(Exercise data Opens)

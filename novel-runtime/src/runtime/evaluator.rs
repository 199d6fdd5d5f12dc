//! # Evaluator 模块
//!
//! 遍历 AST，发现标签并将标签本体降级为事件列表。
//!
//! ## 设计说明
//!
//! - `Evaluator::new` 对整个 Program 只做一次发现遍历：登记所有标签，
//!   其余产物全部丢弃
//! - `lower(label)` 每次都重新遍历该标签的本体，产出全新的事件列表
//! - 单个命令降级失败（未知命令、参数问题）不使整体失败：
//!   记录错误、丢弃该事件，继续处理后续语句

use std::collections::HashMap;
use std::sync::Arc;
use std::time::Duration;

use crate::error::EvalError;
use crate::runtime::event::{ChangeBg, Event, Jump, MsgEmit, Wait};
use crate::script::ast::{BlockStatement, CmdLiteral, Expression, Program};

/// 刷新（清空缓冲区）命令
pub const CMD_FLUSH: &str = "p";
/// 行尾等待命令
pub const CMD_LINE_END_WAIT: &str = "l";
/// 换行命令
pub const CMD_NEWLINE: &str = "r";
/// 背景变更命令
pub const CMD_IMAGE: &str = "image";
/// 定时等待命令
pub const CMD_WAIT: &str = "wait";
/// 标签跳转命令
pub const CMD_JUMP: &str = "jump";

/// 标签：脚本中可独立播放的命名区段
#[derive(Debug, Clone, PartialEq)]
pub struct Label {
    /// 标签名（区分大小写）
    pub name: String,
    /// 标签本体
    pub body: BlockStatement,
}

/// 标签表
///
/// 用 Vec 保存定义顺序，同时可以按名字检索。
/// 重复定义同名标签是 no-op（首次定义生效），
/// 因此迭代顺序确定、无重复，与脚本中的定义顺序一致。
#[derive(Debug, Clone, Default)]
pub struct LabelMaster {
    labels: Vec<Label>,
    index: HashMap<String, usize>,
}

impl LabelMaster {
    /// 登记标签。同名标签的后续定义被忽略
    pub fn add_label(&mut self, label: Label) {
        if !self.index.contains_key(&label.name) {
            self.index.insert(label.name.clone(), self.labels.len());
            self.labels.push(label);
        }
    }

    /// 按名字检索标签
    pub fn get(&self, name: &str) -> Option<&Label> {
        self.index.get(name).map(|&i| &self.labels[i])
    }

    /// 标签是否存在
    pub fn contains(&self, name: &str) -> bool {
        self.index.contains_key(name)
    }

    /// 按定义顺序返回所有标签名
    pub fn names(&self) -> Vec<&str> {
        self.labels.iter().map(|l| l.name.as_str()).collect()
    }

    /// 标签数量
    pub fn len(&self) -> usize {
        self.labels.len()
    }

    /// 是否为空
    pub fn is_empty(&self) -> bool {
        self.labels.is_empty()
    }
}

/// 降级结果
///
/// 出错的命令被丢弃并记录在 `errors` 中，其余事件照常产出。
#[derive(Debug)]
pub struct Lowered {
    /// 按源码顺序排列的事件
    pub events: Vec<Event>,
    /// 降级过程中记录的错误
    pub errors: Vec<EvalError>,
}

/// 求值器
///
/// 持有不可变的标签表，可以廉价克隆后交给执行引擎。
#[derive(Debug, Clone)]
pub struct Evaluator {
    master: Arc<LabelMaster>,
}

impl Evaluator {
    /// 发现遍历：登记 Program 中的所有标签
    ///
    /// 标签之外的顶层语句只存在于发现遍历中，其产物被丢弃。
    pub fn new(program: &Program) -> Self {
        let mut master = LabelMaster::default();
        for stmt in &program.statements {
            if let Expression::Label(label) = &stmt.expression {
                master.add_label(Label {
                    name: label.name.value.clone(),
                    body: label.body.clone(),
                });
            }
        }
        Self {
            master: Arc::new(master),
        }
    }

    /// 标签表的访问器
    pub fn master(&self) -> &LabelMaster {
        &self.master
    }

    /// 按定义顺序返回所有标签名
    pub fn label_names(&self) -> Vec<String> {
        self.master.names().iter().map(|s| s.to_string()).collect()
    }

    /// 将指定标签的本体降级为事件列表
    ///
    /// 标签不存在时返回 `LabelNotFound`。每次调用都产出全新的事件。
    pub fn lower(&self, label: &str) -> Result<Lowered, EvalError> {
        let label = self
            .master
            .get(label)
            .ok_or_else(|| EvalError::LabelNotFound(label.to_string()))?;

        let mut events = Vec::new();
        let mut errors = Vec::new();
        for stmt in &label.body.statements {
            match &stmt.expression {
                Expression::Text(t) => events.push(Event::MsgEmit(MsgEmit::new(&t.value))),
                Expression::Cmd(c) => match lower_cmd(c) {
                    Ok(event) => events.push(event),
                    Err(e) => errors.push(e),
                },
                // 解析器保证块中不会出现标签定义
                Expression::Label(_) => {}
            }
        }

        Ok(Lowered { events, errors })
    }
}

/// 按命令名将单个括号命令降级为事件
fn lower_cmd(cmd: &CmdLiteral) -> Result<Event, EvalError> {
    match cmd.func_name.value.as_str() {
        CMD_FLUSH => Ok(Event::Flush),
        CMD_LINE_END_WAIT => Ok(Event::LineEndWait),
        CMD_NEWLINE => Ok(Event::Newline),
        CMD_IMAGE => {
            let source = require_param(cmd, "source")?;
            Ok(Event::ChangeBg(ChangeBg {
                source: source.to_string(),
            }))
        }
        CMD_WAIT => {
            let time = require_param(cmd, "time")?;
            let millis: u64 = time
                .parse()
                .map_err(|_| EvalError::InvalidDuration(time.to_string()))?;
            Ok(Event::Wait(Wait {
                duration: Duration::from_millis(millis),
            }))
        }
        CMD_JUMP => {
            let target = require_param(cmd, "target")?;
            Ok(Event::Jump(Jump {
                target: target.to_string(),
            }))
        }
        other => Err(EvalError::UnknownCommand(other.to_string())),
    }
}

/// 取必需参数，缺失时报错
fn require_param<'a>(cmd: &'a CmdLiteral, param: &str) -> Result<&'a str, EvalError> {
    cmd.params.get(param).ok_or_else(|| EvalError::MissingParameter {
        command: cmd.func_name.value.clone(),
        param: param.to_string(),
    })
}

(Exercise data Closes)

Task description:
Copy every line of the entries above in which "bool" occurs.

Solved exercise:
    pub fn contains(&self, name: &str) -> bool {
    pub fn is_empty(&self) -> bool {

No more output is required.